ASSIGNED TASK = Check every line below, and copy those that include "clone".
[[ DATA FOR THIS EXERCISE open ]]
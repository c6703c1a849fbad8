//! End-to-end watermark scenarios.
//!
//! Every scenario runs the full path: payload -> canonical bytes -> signature
//! -> envelope -> pixel LSBs -> extraction -> verification.

use sealmark::core::pixels::{self, PixelGrid};
use sealmark::{
    KeyPair, Rejection, SignedEnvelope, WatermarkConfig, WatermarkPayload, WatermarkService,
    REASON_VALID,
};
use sealmark_testkit::{multi_party_fixtures, noise_grid, TestFixture, SEAL_RGBA};

const FILE_HASH: &str = "9f86d081884c7d659a2feaa0c55ad015a3bf4f1b2b0b822cd15d6c15b0f00a08";

fn init_tracing() {
    let _ = tracing_subscriber::fmt()
        .with_env_filter("sealmark=debug")
        .with_test_writer()
        .try_init();
}

fn document_payload() -> WatermarkPayload {
    WatermarkPayload::new()
        .with("issuer", "Co")
        .with("timestamp", "2025-08-20")
        .with("file_hash", FILE_HASH)
        .with("file_size", 1234)
}

/// Flip the LSB that carries data bit `bit_index`.
fn flip_data_bit(grid: &mut PixelGrid, bit_index: usize) {
    let pixel = pixels::LENGTH_PIXELS + bit_index / pixels::DATA_BITS_PER_PIXEL;
    let channel = bit_index % pixels::DATA_BITS_PER_PIXEL;
    let mut rgba = grid.pixel(pixel).unwrap();
    rgba[channel] ^= 1;
    assert!(grid.set_pixel(pixel, rgba));
}

// ─────────────────────────────────────────────────────────────────────────────
// Seal image scenario
// ─────────────────────────────────────────────────────────────────────────────

#[test]
fn seal_image_roundtrip() {
    init_tracing();
    let keypair = KeyPair::generate();
    let service = WatermarkService::default();
    let mut grid = PixelGrid::filled(400, 400, SEAL_RGBA);

    let report = service
        .create_signed_watermark(&mut grid, &document_payload(), &keypair)
        .unwrap();
    assert_eq!(report.capacity_bytes, 59_988);
    assert!(report.pixels_used <= 160_000);

    let result = service.verify_watermark(&grid);
    assert!(result.valid);
    assert_eq!(result.reason, REASON_VALID);
    assert_eq!(result.payload, Some(document_payload()));
    assert_eq!(result.signer.as_ref(), Some(keypair.public_key()));
}

#[test]
fn seal_image_tamper_green_channel() {
    init_tracing();
    let fixture = TestFixture::new();
    let mut grid = PixelGrid::filled(400, 400, SEAL_RGBA);
    fixture.seal(&mut grid, &document_payload());

    let mut rgba = grid.pixel(50).unwrap();
    rgba[1] = 0xFF;
    grid.set_pixel(50, rgba);

    let result = fixture.service.verify_watermark(&grid);
    assert!(!result.valid);
    assert!(result.payload.is_none());
    assert!(matches!(
        result.rejection,
        Some(Rejection::CorruptData) | Some(Rejection::SignatureInvalid)
    ));
}

#[test]
fn embedding_only_touches_low_bits() {
    let fixture = TestFixture::new();
    let original = noise_grid(120, 120, 2025);
    let mut grid = original.clone();
    fixture.seal(&mut grid, &document_payload());

    for index in 0..grid.pixel_count() {
        let before = original.pixel(index).unwrap();
        let after = grid.pixel(index).unwrap();
        for channel in 0..3 {
            assert_eq!(before[channel] & 0xFE, after[channel] & 0xFE, "pixel {}", index);
        }
        assert_eq!(before[3], after[3], "alpha changed at pixel {}", index);
    }

    assert!(fixture.service.verify_watermark(&grid).valid);
}

// ─────────────────────────────────────────────────────────────────────────────
// Tampering
// ─────────────────────────────────────────────────────────────────────────────

#[test]
fn flipped_hash_character_breaks_signature() {
    let fixture = TestFixture::new();
    let mut grid = PixelGrid::filled(200, 200, SEAL_RGBA);
    fixture.seal(&mut grid, &document_payload());

    let bytes = pixels::extract(&grid).unwrap();
    let offset = bytes
        .windows(FILE_HASH.len())
        .position(|w| w == FILE_HASH.as_bytes())
        .unwrap();
    flip_data_bit(&mut grid, offset * 8);

    let result = fixture.service.verify_watermark(&grid);
    assert_eq!(result.rejection, Some(Rejection::SignatureInvalid));
}

#[test]
fn any_flipped_envelope_bit_is_rejected() {
    let fixture = TestFixture::new();
    let mut sealed = PixelGrid::filled(200, 200, SEAL_RGBA);
    fixture.seal(&mut sealed, &document_payload());
    let envelope_bits = pixels::extract(&sealed).unwrap().len() * 8;

    for bit_index in (0..envelope_bits).step_by(97) {
        let mut grid = sealed.clone();
        flip_data_bit(&mut grid, bit_index);

        let result = fixture.service.verify_watermark(&grid);
        assert!(!result.valid, "flip at bit {} went unnoticed", bit_index);
    }
}

#[test]
fn bits_past_the_envelope_are_ignored() {
    let fixture = TestFixture::new();
    let mut grid = PixelGrid::filled(200, 200, SEAL_RGBA);
    fixture.seal(&mut grid, &document_payload());
    let envelope_bits = pixels::extract(&grid).unwrap().len() * 8;

    // Round up to the next pixel boundary so no shared pixel is touched.
    let first_free = envelope_bits.div_ceil(3) * 3;
    flip_data_bit(&mut grid, first_free);
    flip_data_bit(&mut grid, first_free + 100);

    assert!(fixture.service.verify_watermark(&grid).valid);
}

#[test]
fn corrupted_length_prefix_is_no_watermark() {
    let fixture = TestFixture::new();
    let mut grid = PixelGrid::filled(200, 200, SEAL_RGBA);
    fixture.seal(&mut grid, &document_payload());

    // Bit 31 of the length lives in pixel 31's red LSB.
    let mut rgba = grid.pixel(31).unwrap();
    rgba[0] |= 1;
    grid.set_pixel(31, rgba);

    let result = fixture.service.verify_watermark(&grid);
    assert_eq!(result.rejection, Some(Rejection::NoWatermark));
    assert_eq!(result.reason, "no watermark / corrupt length");
}

#[test]
fn swapped_public_key_is_rejected() {
    let parties = multi_party_fixtures(2);
    let mut envelope = SignedEnvelope::seal(document_payload(), &parties[0].keypair).unwrap();
    envelope.public_key = parties[1].keypair.public_key_pem().unwrap();

    let mut grid = PixelGrid::new(200, 200);
    pixels::embed_bytes(&mut grid, &envelope.to_bytes().unwrap()).unwrap();

    let result = WatermarkService::default().verify_watermark(&grid);
    assert_eq!(result.rejection, Some(Rejection::SignatureInvalid));
}

// ─────────────────────────────────────────────────────────────────────────────
// Capacity
// ─────────────────────────────────────────────────────────────────────────────

#[test]
fn capacity_boundary_on_seal_image() {
    let mut grid = PixelGrid::filled(400, 400, SEAL_RGBA);
    pixels::embed_bytes(&mut grid, &vec![0x5A; 59_988]).unwrap();
    assert_eq!(pixels::extract(&grid).unwrap().len(), 59_988);

    let mut grid = PixelGrid::filled(400, 400, SEAL_RGBA);
    let original = grid.clone();
    assert!(pixels::embed_bytes(&mut grid, &vec![0x5A; 59_989]).is_err());
    assert_eq!(grid, original);
}

#[test]
fn envelope_fits_exactly_required_pixels() {
    let fixture = TestFixture::new();
    let mut source = PixelGrid::filled(200, 200, SEAL_RGBA);
    fixture.seal(&mut source, &document_payload());
    let envelope = pixels::extract(&source).unwrap();
    let required = pixels::required_pixels(envelope.len()) as u32;

    let mut exact = PixelGrid::filled(1, required, SEAL_RGBA);
    pixels::embed_bytes(&mut exact, &envelope).unwrap();
    assert!(fixture.service.verify_watermark(&exact).valid);

    let mut short = PixelGrid::filled(1, required - 1, SEAL_RGBA);
    let original = short.clone();
    assert!(pixels::embed_bytes(&mut short, &envelope).is_err());
    assert_eq!(short, original);
}

#[test]
fn service_rejects_small_grid_without_writing() {
    let fixture = TestFixture::new();
    let mut grid = PixelGrid::filled(20, 20, SEAL_RGBA);
    let original = grid.clone();

    let err = fixture
        .service
        .create_signed_watermark(&mut grid, &document_payload(), &fixture.keypair)
        .unwrap_err();
    assert!(err.is_capacity());
    assert_eq!(grid, original);
}

// ─────────────────────────────────────────────────────────────────────────────
// Trust and batches
// ─────────────────────────────────────────────────────────────────────────────

#[test]
fn trusted_signers_only() {
    let parties = multi_party_fixtures(3);
    let mut grids = Vec::new();
    for party in &parties {
        let mut grid = PixelGrid::filled(120, 120, SEAL_RGBA);
        party.seal(&mut grid, &document_payload());
        grids.push(grid);
    }

    let config = WatermarkConfig::default()
        .with_trusted_key(parties[0].public_key().clone())
        .with_trusted_key(parties[2].public_key().clone());
    let service = WatermarkService::new(config);

    let results = service.verify_many(&grids);
    assert!(results[0].valid);
    assert_eq!(results[1].rejection, Some(Rejection::UntrustedSigner));
    assert_eq!(results[1].reason, "untrusted signer");
    assert!(results[2].valid);
}

#[test]
fn key_order_does_not_matter() {
    let fixture = TestFixture::new();
    let reordered = WatermarkPayload::new()
        .with("file_size", 1234)
        .with("file_hash", FILE_HASH)
        .with("timestamp", "2025-08-20")
        .with("issuer", "Co");

    // Sign one ordering, then swap in the other before embedding.
    let mut envelope = SignedEnvelope::seal(document_payload(), &fixture.keypair).unwrap();
    envelope.payload = reordered;

    let mut grid = PixelGrid::filled(200, 200, SEAL_RGBA);
    pixels::embed_bytes(&mut grid, &envelope.to_bytes().unwrap()).unwrap();

    assert!(fixture.service.verify_watermark(&grid).valid);
}

#[test]
fn reloaded_key_verifies_same_watermarks() {
    let fixture = TestFixture::new();
    let reloaded = KeyPair::from_pem(fixture.keypair.to_pkcs8_pem().unwrap().as_bytes()).unwrap();
    assert_eq!(reloaded.public_key(), fixture.public_key());

    let mut grid = PixelGrid::filled(120, 120, SEAL_RGBA);
    fixture
        .service
        .create_signed_watermark(&mut grid, &document_payload(), &reloaded)
        .unwrap();

    let config = WatermarkConfig::default().with_trusted_key(fixture.public_key().clone());
    assert!(WatermarkService::new(config).verify_watermark(&grid).valid);
}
[[ DATA FOR THIS EXERCISE closed ]]
FINAL ANSWER =
    let mut grid = original.clone();
        let mut grid = sealed.clone();
    let original = grid.clone();
    let original = short.clone();
    let original = grid.clone();
        .with_trusted_key(parties[0].public_key().clone())
        .with_trusted_key(parties[2].public_key().clone());
    let config = WatermarkConfig::default().with_trusted_key(fixture.public_key().clone());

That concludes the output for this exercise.